+++ Task data
/// GET /api/v1/mvp2/audit-log - Recent platform activity.
#[utoipa::path(
    get,
    path = "/api/v1/mvp2/audit-log",
    responses(
        (status = 200, description = "Last 20 entries and total", body = AuditLogResponse),
    ),
    tag = "mvp2"
)]
pub(crate) async fn audit_log(State(state): State<AppState>) -> Json<AuditLogResponse> {
    Json(AuditLogResponse {
        logs: state.activity.recent(20),
        total: state.activity.len(),
    })
}

/// POST /api/v1/mvp2/orchestrate - Run the five-step orchestration pipeline.
async fn orchestrate(body: Result<Json<Value>, JsonRejection>) -> Result<Json<Value>, AppError> {
    let _payload = extract_json(body)?;
    let steps: [(&str, u32); 5] = [
        ("document_ingestion", 145),
        ("entity_extraction", 89),
        ("risk_scoring", 203),
        ("regulation_mapping", 67),
        ("report_generation", 312),
    ];
    let total: u32 = steps.iter().map(|(_, ms)| ms).sum();
    let pipeline_steps: Vec<Value> = steps
        .iter()
        .map(|(step, ms)| json!({ "step": step, "status": "completed", "duration_ms": ms }))
        .collect();

    Ok(Json(json!({
        "job_id": uuid::Uuid::new_v4().to_string(),
        "status": "completed",
        "pipeline_steps": pipeline_steps,
        "total_duration_ms": total,
        "output": {
            "compliance_score": 0.78,
            "risk_level": "medium",
            "regulations_checked": 12,
            "findings": 3,
        },
        "completed_at": now(),
    })))
}

/// GET /api/v1/mvp2/pipeline-status - Orchestrator throughput.
async fn pipeline_status() -> Json<Value> {
    Json(json!({
        "active_jobs": 3,
        "queue_depth": 7,
        "throughput_per_hour": 847,
        "avg_latency_ms": 623,
        "success_rate": 0.998,
        "uptime_hours": 2184,
    }))
}

#[cfg(test)]
mod tests {
    use super::*;
    use crate::routes::test_util::{get_json, post_json};
    use axum::http::StatusCode;

    fn app(state: &AppState) -> Router {
        router().with_state(state.clone())
    }

    fn audit_body(use_case: &str) -> Value {
        json!({
            "model_name": "CreditScorer",
            "model_version": "2.1",
            "use_case": use_case,
        })
    }

    #[tokio::test]
    async fn hr_audit_is_critical() {
        let state = AppState::new();
        let (status, body) = post_json(app(&state), "/api/v1/mvp2/audit", audit_body("hr screening")).await;
        assert_eq!(status, StatusCode::OK);
        assert!(body["audit_id"].as_str().unwrap().starts_with("AUDIT-"));
        assert_eq!(body["overall_risk"], "critical");
        assert_eq!(body["status"], "non_compliant");
        assert_eq!(body["recommendations"].as_array().unwrap().len(), 5);
    }

    #[tokio::test]
    async fn audits_are_listed_and_fetched() {
        let state = AppState::new();
        let (_, created) = post_json(app(&state), "/api/v1/mvp2/audit", audit_body("finance lending")).await;
        let id = created["audit_id"].as_str().unwrap();

        let (status, fetched) = get_json(app(&state), &format!("/api/v1/mvp2/audits/{id}")).await;
        assert_eq!(status, StatusCode::OK);
        assert_eq!(fetched["model_name"], "CreditScorer");

        let (_, listed) = get_json(app(&state), "/api/v1/mvp2/audits").await;
        assert_eq!(listed.as_array().unwrap().len(), 1);

        let (_, log) = get_json(app(&state), "/api/v1/mvp2/audit-log").await;
        assert_eq!(log["total"], 1);
        assert_eq!(log["logs"][0]["action"], "audit_completed");
    }

    #[tokio::test]
    async fn missing_use_case_is_bad_request() {
        let state = AppState::new();
        let (status, body) = post_json(
            app(&state),
            "/api/v1/mvp2/audit",
            json!({ "model_name": "m", "model_version": "1" }),
        )
        .await;
        assert_eq!(status, StatusCode::BAD_REQUEST);
        assert_eq!(body["code"], "BAD_REQUEST");
    }

    #[tokio::test]
    async fn unknown_audit_is_404() {
        let state = AppState::new();
        let (status, body) = get_json(app(&state), "/api/v1/mvp2/audits/AUDIT-00000000").await;
        assert_eq!(status, StatusCode::NOT_FOUND);
        assert_eq!(body["error"], "Audit not found");
    }

    #[tokio::test]
    async fn compliance_map_covers_seven_models() {
        let state = AppState::new();
        let (_, body) = get_json(app(&state), "/api/v1/mvp2/compliance-map").await;
        let rows = body["map"].as_array().unwrap();
        assert_eq!(rows.len(), 7);
        for row in rows {
            let n = row["regulations"].as_object().unwrap().len();
            assert!((3..=6).contains(&n));
        }
    }

    #[tokio::test]
    async fn policy_evaluation_bounds() {
        let state = AppState::new();
        let (status, body) = post_json(
            app(&state),
            "/api/v1/mvp2/policy/evaluate",
            json!({ "policy_text": "We process data", "regulation_id": "GDPR" }),
        )
        .await;
        assert_eq!(status, StatusCode::OK);
        assert_eq!(body["regulation_id"], "GDPR");
        let score = body["score"].as_f64().unwrap();
        assert!((0.6..=0.99).contains(&score));
        assert!(body["suggestions"].as_array().unwrap().len() <= 3);
    }

    #[tokio::test]
    async fn orchestrate_reports_steps() {
        let state = AppState::new();
        let (_, body) = post_json(app(&state), "/api/v1/mvp2/orchestrate", json!({})).await;
        assert_eq!(body["total_duration_ms"], 816);
        assert_eq!(body["pipeline_steps"].as_array().unwrap().len(), 5);
    }
}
++++++
> **Problem details**
From the records above, repeat exactly the lines from the one with "let _payload = extract_json(body)?;" through the one with "fn audit_body(use_case: &str)", both included.

> **Solved problem**
    let _payload = extract_json(body)?;
    let steps: [(&str, u32); 5] = [
        ("document_ingestion", 145),
        ("entity_extraction", 89),
        ("risk_scoring", 203),
        ("regulation_mapping", 67),
        ("report_generation", 312),
    ];
    let total: u32 = steps.iter().map(|(_, ms)| ms).sum();
    let pipeline_steps: Vec<Value> = steps
        .iter()
        .map(|(step, ms)| json!({ "step": step, "status": "completed", "duration_ms": ms }))
        .collect();

    Ok(Json(json!({
        "job_id": uuid::Uuid::new_v4().to_string(),
        "status": "completed",
        "pipeline_steps": pipeline_steps,
        "total_duration_ms": total,
        "output": {
            "compliance_score": 0.78,
            "risk_level": "medium",
            "regulations_checked": 12,
            "findings": 3,
        },
        "completed_at": now(),
    })))
}

/// GET /api/v1/mvp2/pipeline-status - Orchestrator throughput.
async fn pipeline_status() -> Json<Value> {
    Json(json!({
        "active_jobs": 3,
        "queue_depth": 7,
        "throughput_per_hour": 847,
        "avg_latency_ms": 623,
        "success_rate": 0.998,
        "uptime_hours": 2184,
    }))
}

#[cfg(test)]
mod tests {
    use super::*;
    use crate::routes::test_util::{get_json, post_json};
    use axum::http::StatusCode;

    fn app(state: &AppState) -> Router {
        router().with_state(state.clone())
    }

    fn audit_body(use_case: &str) -> Value {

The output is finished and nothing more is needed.